You don't need to understand all of them to get started, but as you work more with the ETL you will likely find yourself exploring some of these folders.

Folders

Name Description
api/ API to ETL for internal uses like updating metadata, search, etc.
apps/ Apps built around and for ETL management. Some include wizard, backport, fasttrack, etc.
dag/ Contains the dataset dependencies. That is, if dataset A needs dataset B to be up to date, this should be listed here.
data/ When you run the recipe code for a dataset, the dataset will be created under this directory. Note that not all the content from this directory is added to git.
docs/, .readthedocs.yaml Project documentation config files and directory.
etl/ This is home to our ETL library.

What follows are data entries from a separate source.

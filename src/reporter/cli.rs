use std::collections::BTreeMap;

use owo_colors::OwoColorize;

use crate::engine::AuditReport;
use crate::recommendation::{Priority, Recommendation};

use super::Reporter;

pub struct CliReporter;

impl Reporter for CliReporter {
    fn format(&self, report: &AuditReport, verbose: bool) -> String {
        let mut out = String::new();
        out.push_str(&format!(
            "\n  {} v{}\n\n",
            "energy-doctor".bold(),
            env!("CARGO_PKG_VERSION")
        ));
        out.push_str(&format!("  Audit: {}\n", report.label));

        let score = &report.score;
        let score_colored = match score.value {
            80..=100 => format!("{}", score.value).green().to_string(),
            60..=79 => format!("{}", score.value).yellow().to_string(),
            _ => format!("{}", score.value).red().to_string(),
        };
        out.push_str(&format!(
            "\n  Score: {} / 100 — {}\n",
            score_colored, score.label
        ));
        out.push_str(&format!(
            "  Components: energy {}, hvac {}, lighting {}, humidity {}\n",
            component(score.energy),
            component(score.hvac),
            component(score.lighting),
            component(score.humidity)
        ));
        if verbose && !score.degraded.is_empty() {
            for reason in &score.degraded {
                out.push_str(&format!("  {} {}\n", "Skipped:".dimmed(), reason));
            }
        }

        let high = count(&report.recommendations, Priority::High);
        let medium = count(&report.recommendations, Priority::Medium);
        let low = count(&report.recommendations, Priority::Low);
        out.push_str(&format!(
            "\n  {} recommendations ({} analysis): {} high, {} medium, {} low\n",
            report.recommendations.len(),
            report.depth,
            high.to_string().red(),
            medium.to_string().yellow(),
            low.to_string().blue()
        ));

        let mut by_category: BTreeMap<String, Vec<&Recommendation>> = BTreeMap::new();
        for r in &report.recommendations {
            by_category
                .entry(r.category.to_string())
                .or_default()
                .push(r);
        }

        for (category, recs) in &by_category {
            out.push_str(&format!(
                "\n  {} {} {}\n",
                "──".dimmed(),
                category,
                "─".repeat(50 - category.len().min(49)).dimmed()
            ));
            for r in recs {
                let priority_str = match r.priority {
                    Priority::High => " HIGH".red().bold().to_string(),
                    Priority::Medium => "  MED".yellow().to_string(),
                    Priority::Low => "  LOW".blue().to_string(),
                };
                out.push_str(&format!("  {}  {}\n", priority_str, r.rule.dimmed()));
                out.push_str(&format!("         {}\n", r.title));
                let payback = match r.payback_years {
                    Some(years) => format!("{years:.1} yrs"),
                    None => "—".to_string(),
                };
                out.push_str(&format!(
                    "         Savings: ${:.0}/yr   Cost: ${:.0}   Payback: {}\n",
                    r.estimated_savings, r.estimated_cost, payback
                ));
                if verbose {
                    out.push_str(&format!("         {}\n", r.description.dimmed()));
                }
            }
            if let Some(matched) = report
                .products
                .iter()
                .find(|cp| cp.category.to_string() == *category)
            {
                let names: Vec<String> = matched
                    .products
                    .iter()
                    .map(|p| format!("{} (${:.0})", p.name, p.price))
                    .collect();
                out.push_str(&format!(
                    "         {}: {}\n",
                    "Products".cyan(),
                    names.join(", ")
                ));
            }
        }

        let financial = &report.financial;
        let payback = match financial.payback_years {
            Some(years) => format!("{years:.1} yrs"),
            None => "—".to_string(),
        };
        out.push_str(&format!(
            "\n  Investment: ${:.0}   Savings: ${:.0}/yr   Payback: {}   ROI: {:.0}%   CO2: {:.0} lbs/yr\n",
            financial.total_investment,
            financial.total_annual_savings,
            payback,
            financial.roi_percent,
            financial.co2_reduction_lbs
        ));
        out.push('\n');
        out
    }
}

fn component(value: Option<f64>) -> String {
    match value {
        Some(v) => format!("{v:.0}"),
        None => "—".to_string(),
    }
}

fn count(recommendations: &[Recommendation], priority: Priority) -> usize {
    recommendations
        .iter()
        .filter(|r| r.priority == priority)
        .count()
}
pub mod defaults;
pub mod envelope;
pub mod humidity;
pub mod hvac;
pub mod lighting;
pub mod renewable;

use std::fmt;

use chrono::NaiveDate;
use serde::Serialize;

use crate::audit::EnergyAuditData;
use crate::config::Rates;
use crate::recommendation::{Category, Recommendation};
use crate::scoring::ScoreBreakdown;

/// Everything a rule may look at: the validated survey, the computed
/// sub-scores, billing rates, and the evaluation date. Built once per audit
/// and passed in explicitly; rules read no ambient state.
pub struct AuditAnalysis<'a> {
    pub audit: &'a EnergyAuditData,
    pub scores: &'a ScoreBreakdown,
    pub rates: &'a Rates,
    pub as_of: NaiveDate,
}

/// Conditioned floor area assumed when the survey omitted square footage.
pub const DEFAULT_SQUARE_FOOTAGE: f64 = 2000.0;
pub const DEFAULT_WINDOW_COUNT: u32 = 10;

impl AuditAnalysis<'_> {
    pub fn square_footage(&self) -> f64 {
        self.audit
            .home_details
            .square_footage
            .filter(|s| *s > 0.0)
            .unwrap_or(DEFAULT_SQUARE_FOOTAGE)
    }

    pub fn window_count(&self) -> u32 {
        self.audit
            .home_details
            .window_count
            .filter(|c| *c > 0)
            .unwrap_or(DEFAULT_WINDOW_COUNT)
    }

    pub fn climate_zone(&self) -> Option<u8> {
        self.audit.heating_cooling.climate_zone
    }

    /// The richer survey shape the extended rule set needs: at least one
    /// lighting fixture or a complete humidity reading.
    pub fn has_extended_inputs(&self) -> bool {
        let lighting = self
            .audit
            .current_conditions
            .lighting
            .as_ref()
            .is_some_and(|l| !l.fixtures.is_empty());
        let humidity = self
            .audit
            .current_conditions
            .humidity
            .as_ref()
            .is_some_and(|h| h.current.is_some() && h.target.is_some());
        lighting || humidity
    }
}

pub trait Rule: Send + Sync {
    fn id(&self) -> &'static str;
    fn category(&self) -> Category;
    fn evaluate(&self, analysis: &AuditAnalysis) -> Vec<Recommendation>;
}

pub struct RuleRegistry {
    rules: Vec<Box<dyn Rule>>,
}

impl RuleRegistry {
    /// Full rule set for audits carrying the richer survey shape.
    pub fn extended() -> Self {
        let rules: Vec<Box<dyn Rule>> = vec![
            Box::new(envelope::InsulationUpgrade),
            Box::new(envelope::WindowUpgrade),
            Box::new(hvac::SystemUpgrade),
            Box::new(hvac::ServiceOverdue),
            Box::new(lighting::LedRetrofit),
            Box::new(humidity::MoistureControl),
            Box::new(renewable::SolarAssessment),
        ];
        RuleRegistry { rules }
    }

    /// Coarse rule set used when only the basic survey sections are present.
    pub fn basic() -> Self {
        let rules: Vec<Box<dyn Rule>> = vec![
            Box::new(envelope::InsulationUpgrade),
            Box::new(envelope::WindowUpgrade),
            Box::new(hvac::SystemUpgrade),
        ];
        RuleRegistry { rules }
    }

    pub fn rules(&self) -> &[Box<dyn Rule>] {
        &self.rules
    }

    pub fn run(
        &self,
        analysis: &AuditAnalysis,
        enabled: &dyn Fn(&str) -> bool,
    ) -> Vec<Recommendation> {
        self.rules
            .iter()
            .filter(|r| enabled(r.id()))
            .flat_map(|r| r.evaluate(analysis))
            .collect()
    }
}

/// Which generator produced the recommendations in a report.
#[derive(Debug, Clone, Copy, PartialEq, Eq, Serialize)]
#[serde(rename_all = "lowercase")]
pub enum AnalysisDepth {
    Extended,
    Basic,
    Default,
}

impl fmt::Display for AnalysisDepth {
    fn fmt(&self, f: &mut fmt::Formatter<'_>) -> fmt::Result {
        match self {
            AnalysisDepth::Extended => write!(f, "extended"),
            AnalysisDepth::Basic => write!(f, "basic"),
            AnalysisDepth::Default => write!(f, "default"),
        }
    }
}

/// Recommendation generation with the extended -> basic -> default fallback
/// chain. The extended set runs when its richer inputs are present; an empty
/// result falls through so a report is never generated without at least the
/// default measures.
pub fn generate(
    analysis: &AuditAnalysis,
    enabled: &dyn Fn(&str) -> bool,
) -> (Vec<Recommendation>, AnalysisDepth) {
    if analysis.has_extended_inputs() {
        let recommendations = RuleRegistry::extended().run(analysis, enabled);
        if !recommendations.is_empty() {
            return (recommendations, AnalysisDepth::Extended);
        }
    }

    let recommendations = RuleRegistry::basic().run(analysis, enabled);
    if !recommendations.is_empty() {
        return (recommendations, AnalysisDepth::Basic);
    }

    (defaults::default_set(), AnalysisDepth::Default)
}
use serde::Serialize;

use crate::engine::{AuditReport, CategoryProducts};
use crate::financial::FinancialSummary;
use crate::recommendation::{Priority, Recommendation};
use crate::rules::AnalysisDepth;
use crate::scoring::ScoreResult;

use super::Reporter;

pub struct JsonReporter;

#[derive(Serialize)]
struct JsonOutput<'a> {
    version: &'static str,
    audit: &'a str,
    score: &'a ScoreResult,
    depth: AnalysisDepth,
    summary: SummaryJson,
    recommendations: &'a [Recommendation],
    products: &'a [CategoryProducts],
    product_strategy: &'static str,
    financial: &'a FinancialSummary,
}

#[derive(Serialize)]
struct SummaryJson {
    recommendations: usize,
    high: usize,
    medium: usize,
    low: usize,
}

impl Reporter for JsonReporter {
    fn format(&self, report: &AuditReport, _verbose: bool) -> String {
        let count_priority = |p: Priority| {
            report
                .recommendations
                .iter()
                .filter(|r| r.priority == p)
                .count()
        };
        let output = JsonOutput {
            version: env!("CARGO_PKG_VERSION"),
            audit: &report.label,
            score: &report.score,
            depth: report.depth,
            summary: SummaryJson {
                recommendations: report.recommendations.len(),
                high: count_priority(Priority::High),
                medium: count_priority(Priority::Medium),
                low: count_priority(Priority::Low),
            },
            recommendations: &report.recommendations,
            products: &report.products,
            product_strategy: report.product_strategy,
            financial: &report.financial,
        };
        serde_json::to_string_pretty(&output).unwrap_or_else(|_| "{}".to_string())
    }
}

This is where all the recipes to generate our datasets live.
export/ Similar to data/ but for export steps.
lib/ Other OWID sub-packages.
owid_mcp/ OWID's MCP server code.
schemas/ Metadata schemas for ETL datasets.
scripts/ Various scripts.
snapshots/ This is the entry point to ETL. This folder contains metadata and code to get external data and import it to our pipeline.
tests/ ETL library tests.
vscode_extensions/ In-house VS Code extensions.
.claude/, .github, .streamlit, .vscode Config for various tools.
Makefile, default.mk make-related files.

Files

Name Description
.env.example Example environment variables file.
AGENTS.md, CLAUDE.md Documentation for AI agents used in ETL.
Makefile, default.mk make-related files.
README.md Main readme file.
pyproject.toml, uv.lock
zensical.toml Config for Zensical documentation tool.